Malone stapfte die Vortreppe hinauf, widerstand aber angesichts seiner wachsenden Sammlung von Strafzetteln der Versuchung, die Haustür hinter sich zuzuknallen. Dass man sein Auto mit dem Wassereimer waschen durfte, war ihm bekannt, aber so was Profanes wie einen Wassereimer besaß er gar nicht. Darum nahm er seinen Nudeltopf, ließ ihn volllaufen und schleppte ihn nach draußen, um seinen Lack vor der Sonne zu retten. Nachdem er etwa fünfzehn Mal zwischen Auto und Küche hin- und hergelaufen war, hörte er den Polizeifunk krächzen: »O'Brien, im Bay View Park hinter der Tribüne holt irgend so 'n Perverser seine Kronjuwelen raus. Schau doch mal nach dem Rechten.« O'Brien schob mit dem Zeigefinger seine Mütze zurück, stellte seinen Sitz wieder aufrecht, startete den Motor seines Binärfahrzeugs, schenkte dem Wasserverbrecher noch ein letztes breites, zufriedenes Grinsen und fuhr davon.
Sobald der Polizist um die Ecke verschwunden war, stürzte Malone zum Wasserhahn, doch noch ehe er ihn richtig aufgedreht hatte, bog schon ein anderer Wagen in seine Sackgasse ein und kam auf ihn zugerollt. Er kannte das Auto und kannte den Besitzer, seinen Hauptkonkurrenten in der Development-Abteilung. Zwischen den beiden war alles in Butter, wobei es ja auch ranzige Butter gibt.

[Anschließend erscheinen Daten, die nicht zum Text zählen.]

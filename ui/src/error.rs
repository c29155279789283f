use crate::components::common::{Msg, StatusMsg};
use paging::PagingError;
use std::fmt::Display;
use std::sync::mpsc::Sender;

/// Application-wide error types for the scrollback terminal interface.
///
/// Fetch failures arrive from the paging core as [`PagingError`] and are
/// converted into [`AppError::Paging`]. Everything else is raised by the
/// terminal layer itself:
///
/// - [`AppError::Component`] - mounting, remounting or drawing a component failed
/// - [`AppError::Config`] - configuration could not be loaded or validated
/// - [`AppError::Channel`] - the main loop's message channel is gone
#[derive(Debug, Clone, PartialEq)]
pub enum AppError {
    Paging(PagingError),

    Component(String),

    Config(String),

    Channel(String),
}

impl Display for AppError {
    fn fmt(&self, f: &mut std::fmt::Formatter<'_>) -> std::fmt::Result {
        match self {
            AppError::Paging(err) => write!(f, "Paging Error: {err}"),
            AppError::Component(msg) => write!(f, "Component Error: {msg}"),
            AppError::Config(msg) => write!(f, "Configuration Error: {msg}"),
            AppError::Channel(msg) => write!(f, "Channel Error: {msg}"),
        }
    }
}

impl std::error::Error for AppError {}

impl From<PagingError> for AppError {
    fn from(err: PagingError) -> Self {
        AppError::Paging(err)
    }
}

pub type AppResult<T> = Result<T, AppError>;

#[derive(Debug, Clone, Copy, PartialEq, Eq)]
pub enum ErrorSeverity {
    Warning,
    Error,
    Critical,
}

/// Where an error happened and what the user should be told about it
#[derive(Debug, Clone)]
pub struct ErrorContext {
    pub component: String,
    pub operation: String,
    pub user_message: String,
    pub technical_details: Option<String>,
    pub suggestion: Option<String>,
    pub severity: ErrorSeverity,
}

impl ErrorContext {
    pub fn new(component: &str, operation: &str) -> Self {
        Self {
            component: component.to_string(),
            operation: operation.to_string(),
            user_message: format!("An error occurred in {component}. Please try again."),
            technical_details: None,
            suggestion: None,
            severity: ErrorSeverity::Error,
        }
    }

    pub fn with_message(mut self, message: &str) -> Self {
        self.user_message = message.to_string();
        self
    }

    pub fn with_technical_details(mut self, details: &str) -> Self {
        self.technical_details = Some(details.to_string());
        self
    }

    pub fn with_suggestion(mut self, suggestion: &str) -> Self {
        self.suggestion = Some(suggestion.to_string());
        self
    }

    pub fn with_severity(mut self, severity: ErrorSeverity) -> Self {
        self.severity = severity;
        self
    }
}

#[derive(Debug, Clone)]
pub struct ContextualError {
    pub error: AppError,
    pub context: ErrorContext,
}

impl ContextualError {
    pub fn new(error: AppError, context: ErrorContext) -> Self {
        Self { error, context }
    }
}

impl Display for ContextualError {
    fn fmt(&self, f: &mut std::fmt::Formatter<'_>) -> std::fmt::Result {
        write!(f, "{} ({})", self.context.user_message, self.error)
    }
}

/// Logs errors with their context and forwards them to the main loop, which
/// shows them in the status bar.
#[derive(Clone)]
pub struct ErrorReporter {
    tx: Sender<Msg>,
}

impl ErrorReporter {
    pub fn new(tx: Sender<Msg>) -> Self {
        Self { tx }
    }

    pub fn report_simple(&self, error: AppError, component: &str, operation: &str) {
        let context =
            ErrorContext::new(component, operation).with_technical_details(&error.to_string());
        self.report(error, context);
    }

    pub fn report_warning(&self, error: AppError, component: &str, operation: &str) {
        let context = ErrorContext::new(component, operation).with_severity(ErrorSeverity::Warning);
        self.report(error, context);
    }

    pub fn report(&self, error: AppError, context: ErrorContext) {
        let contextual_error = ContextualError::new(error.clone(), context.clone());
        let details = Self::format_additional_context(&context);

        match context.severity {
            ErrorSeverity::Warning => {
                log::warn!(
                    "[{}:{}] {} {}",
                    context.component,
                    context.operation,
                    contextual_error,
                    details
                );
            }
            ErrorSeverity::Error => {
                log::error!(
                    "[{}:{}] {} {}",
                    context.component,
                    context.operation,
                    contextual_error,
                    details
                );
            }
            ErrorSeverity::Critical => {
                log::error!(
                    "[CRITICAL] [{}:{}] {} {}",
                    context.component,
                    context.operation,
                    contextual_error,
                    details
                );
            }
        }

        let status_msg = match context.severity {
            ErrorSeverity::Warning => StatusMsg::ShowWarning(Self::format_user_message(&context)),
            ErrorSeverity::Error | ErrorSeverity::Critical => StatusMsg::ShowError(error),
        };
        if let Err(e) = self.tx.send(Msg::Status(status_msg)) {
            log::error!("Failed to send status message: {e}");
        }
    }

    fn format_additional_context(context: &ErrorContext) -> String {
        let mut parts = Vec::new();

        if let Some(ref technical_details) = context.technical_details {
            parts.push(format!("Technical: {technical_details}"));
        }

        if let Some(ref suggestion) = context.suggestion {
            parts.push(format!("Suggestion: {suggestion}"));
        }

        if parts.is_empty() {
            String::new()
        } else {
            format!("| {}", parts.join(" | "))
        }
    }

    fn format_user_message(context: &ErrorContext) -> String {
        match context.suggestion {
            Some(ref suggestion) => format!("{} ({suggestion})", context.user_message),
            None => context.user_message.clone(),
        }
    }

    // ========== Helper Methods for Common Error Patterns ==========

    pub fn report_mount_error(
        &self,
        component: &str,
        operation: &str,
        error: impl std::fmt::Display,
    ) {
        let app_error = AppError::Component(format!("Failed to {operation} {component}: {error}"));
        self.report_simple(app_error, component, operation);
    }

    /// A page fetch settled with an error. The list stays usable, so this is
    /// only a warning.
    pub fn report_fetch_error(&self, error: PagingError) {
        let suggestion = if error.is_transient() {
            "Scroll again or press Enter to retry"
        } else {
            "Press r to reload the conversation"
        };
        let context = ErrorContext::new("History", "load_page")
            .with_message(&format!("Could not load older messages: {error}"))
            .with_suggestion(suggestion)
            .with_severity(ErrorSeverity::Warning);
        self.report(AppError::from(error), context);
    }
}

#[cfg(test)]
mod tests {
    use super::*;
    use std::sync::mpsc;

    #[test]
    fn test_error_context_creation() {
        let context = ErrorContext::new("TestComponent", "test_operation");
        assert_eq!(context.component, "TestComponent");
        assert_eq!(context.operation, "test_operation");
        assert_eq!(context.severity, ErrorSeverity::Error);
        assert!(context.user_message.contains("TestComponent"));
    }

    #[test]
    fn test_error_context_builder() {
        let context = ErrorContext::new("History", "load_page")
            .with_message("Custom message")
            .with_technical_details("timed out")
            .with_suggestion("Retry")
            .with_severity(ErrorSeverity::Warning);

        assert_eq!(context.user_message, "Custom message");
        assert_eq!(context.technical_details.as_deref(), Some("timed out"));
        assert_eq!(context.suggestion.as_deref(), Some("Retry"));
        assert_eq!(context.severity, ErrorSeverity::Warning);
    }

    #[test]
    fn test_paging_error_conversion() {
        let error: AppError = PagingError::Timeout { millis: 50 }.into();
        assert_eq!(error, AppError::Paging(PagingError::Timeout { millis: 50 }));
        assert!(error.to_string().starts_with("Paging Error"));
    }

    #[test]
    fn test_error_is_forwarded_to_status_bar() {
        let (tx, rx) = mpsc::channel();
        let reporter = ErrorReporter::new(tx);

        reporter.report_simple(AppError::Component("boom".into()), "History", "remount");

        match rx.try_recv() {
            Ok(Msg::Status(StatusMsg::ShowError(AppError::Component(msg)))) => {
                assert_eq!(msg, "boom");
            }
            other => panic!("Expected error status message, got {other:?}"),
        }
    }

    #[test]
    fn test_fetch_error_is_a_warning() {
        let (tx, rx) = mpsc::channel();
        let reporter = ErrorReporter::new(tx);

        reporter.report_fetch_error(PagingError::Fetch("offline".into()));

        match rx.try_recv() {
            Ok(Msg::Status(StatusMsg::ShowWarning(message))) => {
                assert!(message.contains("offline"));
                assert!(message.contains("retry"));
            }
            other => panic!("Expected warning status message, got {other:?}"),
        }
    }

    #[test]
    fn test_report_survives_closed_channel() {
        let (tx, rx) = mpsc::channel();
        drop(rx);
        let reporter = ErrorReporter::new(tx);
        reporter.report_warning(AppError::Channel("gone".into()), "Main", "send");
    }
}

»Hallo, Max. Wie ich sehe, leisten Sie Ihren Beitrag zur Bekämpfung der Dürre. Autowaschen mit dem Nudeltopf. Sehr löblich. Von einem Träger des Whitmore Award für hervorragende Dienste hätte ich das allerdings nicht erwartet - Max Krach-Bumm-Danke-Uncle-Sam Malone, der dynamische Spezialist für staatliche Fördergelder.«
»Ach so? Na ja . wo kommen wir denn hin, wenn jeder einfach seine Geranien gießt, seinen Wagen wäscht und seine Toilettenspülung benutzt, wie er lustig ist? Deine Geranien haben Durst? Dann fütter sie gefälligst mit gebrauchtem Abwaschwasser. Dein Kombi ist eingestaubt? Dann staub ihn ab, Herrgott noch mal. Du musst pinkeln? Dann halt's ein oder such dir 'n Baum«, knurrte Malone.
Flapp erkannte an Malones Ton, dass der Zeitpunkt für seinen Besuch suboptimal war, und beschloss, seinen heftigsten Instinkt zu unterdrücken und keine neugierigen Fragen zu stellen.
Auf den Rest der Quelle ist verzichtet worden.